> [Try it]:
Output every line from the beginning of the records through the line that contains "is a no-op.", exactly as it appears.

> [Data records]:
----------
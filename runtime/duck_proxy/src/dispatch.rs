//! Visibility checks and dispatch strategy selection.
//!
//! Forwarding code calls a target member directly when the member is on the
//! public surface or its module grants an access waiver to the generation
//! context. Everything else goes through a trampoline that takes erased
//! types and invokes with visibility checks bypassed. Generic members
//! cannot be called that way.

use duck_types::{
    AccessPolicy, InvokeResult, MethodId, ModuleId, TypeRef, TypeStore, Value,
};
use parking_lot::Mutex;
use rustc_hash::FxHashSet;
use tracing::{debug, warn};

use crate::descriptor::TargetMemberCandidate;
use crate::error::DuckError;

/// Capability to let generated code call non-public members of a module.
pub trait GrantAccess {
    /// Request a waiver for `module`. Returns `false` when none can be
    /// arranged. Requesting an already granted waiver is a no-op.
    fn grant_access(&self, store: &TypeStore, module: ModuleId) -> bool;
}

/// Modules a generation context holds access waivers for.
#[derive(Debug)]
pub struct WaiverRegistry {
    enabled: bool,
    granted: Mutex<FxHashSet<ModuleId>>,
}

impl WaiverRegistry {
    /// `enabled: false` refuses every request; adopted modules still count.
    pub fn new(enabled: bool) -> Self {
        WaiverRegistry {
            enabled,
            granted: Mutex::new(FxHashSet::default()),
        }
    }

    /// Record a module the context itself owns. Always succeeds.
    pub fn adopt(&self, module: ModuleId) {
        self.granted.lock().insert(module);
    }

    pub fn is_granted(&self, module: ModuleId) -> bool {
        self.granted.lock().contains(&module)
    }

    /// Granted modules in id order.
    pub fn granted(&self) -> Vec<ModuleId> {
        let mut modules: Vec<_> = self.granted.lock().iter().copied().collect();
        modules.sort_unstable();
        modules
    }
}

impl GrantAccess for WaiverRegistry {
    fn grant_access(&self, store: &TypeStore, module: ModuleId) -> bool {
        let mut granted = self.granted.lock();
        if granted.contains(&module) {
            return true;
        }
        if !self.enabled {
            debug!(?module, "access waivers disabled");
            return false;
        }
        let def = store.module(module);
        if !def.allows_access_waiver {
            warn!(module = %def.name, "module refuses access waivers");
            return false;
        }
        granted.insert(module);
        debug!(module = %def.name, "access waiver granted");
        true
    }
}

impl AccessPolicy for WaiverRegistry {
    fn has_waiver(&self, module: ModuleId) -> bool {
        self.is_granted(module)
    }
}

/// How a forwarding body reaches its target member.
#[derive(Clone, PartialEq, Eq, Debug)]
pub enum DispatchStrategy {
    /// Ordinary visibility-checked call.
    Direct,
    /// Through a trampoline typed at the nearest accessible types.
    Indirect(ErasedSignature),
}

/// Parameter and return types the trampoline exposes: the real type when it
/// is public and non-generic, the object type otherwise.
#[derive(Clone, PartialEq, Eq, Debug)]
pub struct ErasedSignature {
    /// `None` for static members.
    pub receiver: Option<TypeRef>,
    pub params: Vec<TypeRef>,
    pub ret: TypeRef,
}

/// Choose the dispatch strategy for calling `candidate`, requesting an
/// access waiver when that makes a direct call possible.
pub fn select_strategy(
    store: &TypeStore,
    access: &dyn GrantAccess,
    candidate: &TargetMemberCandidate,
) -> Result<DispatchStrategy, DuckError> {
    if store.is_public_surface(candidate.method) {
        return Ok(DispatchStrategy::Direct);
    }
    let module = store.ty(candidate.declaring).module;
    if access.grant_access(store, module) {
        return Ok(DispatchStrategy::Direct);
    }
    if candidate.is_generic() {
        return Err(DuckError::UnsupportedGenericInIndirectDispatch {
            candidate: candidate.display(store),
        });
    }
    let erased = ErasedSignature::of(store, candidate);
    debug!(candidate = %candidate.display(store), ?erased, "indirect dispatch");
    Ok(DispatchStrategy::Indirect(erased))
}

impl ErasedSignature {
    pub fn of(store: &TypeStore, candidate: &TargetMemberCandidate) -> Self {
        let receiver = (!candidate.is_static).then(|| {
            let declaring = store.ty(candidate.declaring);
            if declaring.is_generic_definition() {
                TypeRef::object()
            } else {
                erase(store, &TypeRef::of(candidate.declaring))
            }
        });
        ErasedSignature {
            receiver,
            params: candidate.params.iter().map(|p| erase(store, &p.ty)).collect(),
            ret: erase(store, &candidate.ret),
        }
    }

    fn trampoline(
        &self,
        store: &TypeStore,
        method: MethodId,
        this: Option<&Value>,
        args: &mut [Value],
    ) -> InvokeResult {
        if let (Some(receiver), Some(this)) = (&self.receiver, this) {
            store.check_cast(this, receiver)?;
        }
        for (value, ty) in args.iter().zip(&self.params) {
            if !ty.is_by_ref() {
                store.check_cast(value, ty)?;
            }
        }
        let ret = store.call_ignoring_visibility(method, this, args, &[])?;
        if !self.ret.is_void() {
            store.check_cast(&ret, &self.ret)?;
        }
        Ok(ret)
    }
}

fn erase(store: &TypeStore, ty: &TypeRef) -> TypeRef {
    match ty {
        TypeRef::ByRef(inner) => TypeRef::by_ref(erase(store, inner)),
        _ if ty.is_void() => TypeRef::void(),
        _ if !ty.has_params() && store.is_ref_public(ty) => ty.clone(),
        _ => TypeRef::object(),
    }
}

impl DispatchStrategy {
    pub(crate) fn invoke(
        &self,
        store: &TypeStore,
        access: &dyn AccessPolicy,
        method: MethodId,
        this: Option<&Value>,
        args: &mut [Value],
        generic_args: &[TypeRef],
    ) -> InvokeResult {
        match self {
            DispatchStrategy::Direct => store.call(access, method, this, args, generic_args),
            DispatchStrategy::Indirect(erased) => erased.trampoline(store, method, this, args),
        }
    }

    #[inline]
    pub fn is_direct(&self) -> bool {
        matches!(self, DispatchStrategy::Direct)
    }
}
----------
> [Output of the exercise]:
filename runtime/duck_proxy/src/dispatch.rs
//! Visibility checks and dispatch strategy selection.
//!
//! Forwarding code calls a target member directly when the member is on the
//! public surface or its module grants an access waiver to the generation
//! context. Everything else goes through a trampoline that takes erased
//! types and invokes with visibility checks bypassed. Generic members
//! cannot be called that way.

use duck_types::{
    AccessPolicy, InvokeResult, MethodId, ModuleId, TypeRef, TypeStore, Value,
};
use parking_lot::Mutex;
use rustc_hash::FxHashSet;
use tracing::{debug, warn};

use crate::descriptor::TargetMemberCandidate;
use crate::error::DuckError;

/// Capability to let generated code call non-public members of a module.
pub trait GrantAccess {
    /// Request a waiver for `module`. Returns `false` when none can be
    /// arranged. Requesting an already granted waiver is a no-op.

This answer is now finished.